Task goal.
Nothing but the lines holding the string "ACCEPTED" should appear in the answer. Copy them from the entries.

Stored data
* * *

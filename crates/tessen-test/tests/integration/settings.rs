//! Settings drive validation behavior.

use tessen_test::config::{ReportMode, Settings};
use tessen_test::ical::Property;
use tessen_test::validation::{CrossFieldRule, RequestContext, ValidationOptions, Validator};

use super::helpers::completed_reply;

#[test_log::test]
fn default_settings_keep_cross_field_notes_advisory() -> anyhow::Result<()> {
    let settings = Settings::from_toml_str("")?;
    let options = ValidationOptions::from(&settings.validation);

    assert_eq!(options.report, ReportMode::FailFast);
    assert!(!options.enforce_cross_field);

    let reply = completed_reply().with_property(Property::raw("DURATION", "PT2H"));
    assert!(
        Validator::TodoReply
            .validate_with(&reply, &options, &RequestContext::default())
            .is_ok()
    );

    Ok(())
}

#[test_log::test]
fn strict_settings_enforce_due_duration_exclusion() -> anyhow::Result<()> {
    let settings = Settings::from_toml_str(
        r#"
        [validation]
        report = "collect"
        enforce_cross_field = true
        "#,
    )?;
    let options = ValidationOptions::from(&settings.validation);

    let reply = completed_reply().with_property(Property::raw("DURATION", "PT2H"));
    let report = Validator::TodoReply
        .validate_with(&reply, &options, &RequestContext::default())
        .expect_err("DUE and DURATION together should be rejected");

    assert_eq!(report.len(), 1);
    assert_eq!(
        report.first().map(|e| e.to_string()),
        Some(
            "Constraint [DUE/DURATION mutually exclusive] violated: DUE and DURATION must not both be present"
                .to_string()
        )
    );
    assert!(matches!(
        report.first(),
        Some(tessen_test::validation::ValidationError::CrossField {
            rule: CrossFieldRule::MutuallyExclusive("DUE", "DURATION"),
            ..
        })
    ));

    Ok(())
}
//! iCalendar parameter types (RFC 5545 §3.2).

/// A single property parameter, e.g. the `PARTSTAT=ACCEPTED` in
/// `ATTENDEE;PARTSTAT=ACCEPTED:mailto:jane@example.com`.
///
/// Presence tables never look at parameters; they ride along so fixtures
/// read like real replies.
#[derive(Debug, Clone, PartialEq, Eq)]
pub struct Parameter {
    /// Parameter name (normalized to uppercase).
    pub name: String,
    /// Parameter value as written, comma-separated lists included.
    pub value: String,
}

impl Parameter {
    #[must_use]
    pub fn new(name: impl Into<String>, value: impl Into<String>) -> Self {
        Self {
            name: name.into().to_ascii_uppercase(),
            value: value.into(),
        }
    }

    /// `CN` (common name).
    #[must_use]
    pub fn cn(name: impl Into<String>) -> Self {
        Self::new("CN", name)
    }

    /// `PARTSTAT` (participation status).
    #[must_use]
    pub fn partstat(status: impl Into<String>) -> Self {
        Self::new("PARTSTAT", status)
    }
}
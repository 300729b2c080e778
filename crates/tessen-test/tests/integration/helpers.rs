//! Shared builders for reply trees.

use tessen_test::ical::{Component, ICalendar, Parameter, Property};

pub const TODO_UID: &str = "20260318T101500Z-4421@tasks.example.org";

/// ## Summary
/// A VTODO REPLY in which one attendee marks the task completed.
pub fn completed_reply() -> Component {
    Component::todo()
        .with_property(Property::cal_address("ORGANIZER", "mailto:lead@example.org"))
        .with_property(
            Property::cal_address("ATTENDEE", "mailto:dev@example.org")
                .with_param(Parameter::partstat("COMPLETED")),
        )
        .with_property(Property::raw("DTSTAMP", "20260320T083000Z"))
        .with_property(Property::text("UID", TODO_UID))
        .with_property(Property::integer("SEQUENCE", 1))
        .with_property(Property::integer("PERCENT-COMPLETE", 100))
        .with_property(Property::raw("DUE", "20260321T170000Z"))
}

/// ## Summary
/// The REQUEST the reply above answers.
pub fn original_request() -> Component {
    Component::todo()
        .with_property(Property::cal_address("ORGANIZER", "mailto:lead@example.org"))
        .with_property(Property::cal_address("ATTENDEE", "mailto:dev@example.org"))
        .with_property(Property::raw("DTSTAMP", "20260318T101500Z"))
        .with_property(Property::text("UID", TODO_UID))
        .with_property(Property::integer("SEQUENCE", 1))
        .with_property(Property::text("SUMMARY", "Rotate signing keys"))
}

pub fn reply_message(todos: Vec<Component>) -> ICalendar {
    let mut ical = ICalendar::new("-//Example Corp//Tasks 2.1//EN");
    ical.root.add_property(Property::text("METHOD", "REPLY"));
    for todo in todos {
        ical.add_component(todo);
    }
    ical
}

* * *

Answer to this exercise.
/// A single property parameter, e.g. the `PARTSTAT=ACCEPTED` in
/// `ATTENDEE;PARTSTAT=ACCEPTED:mailto:jane@example.com`.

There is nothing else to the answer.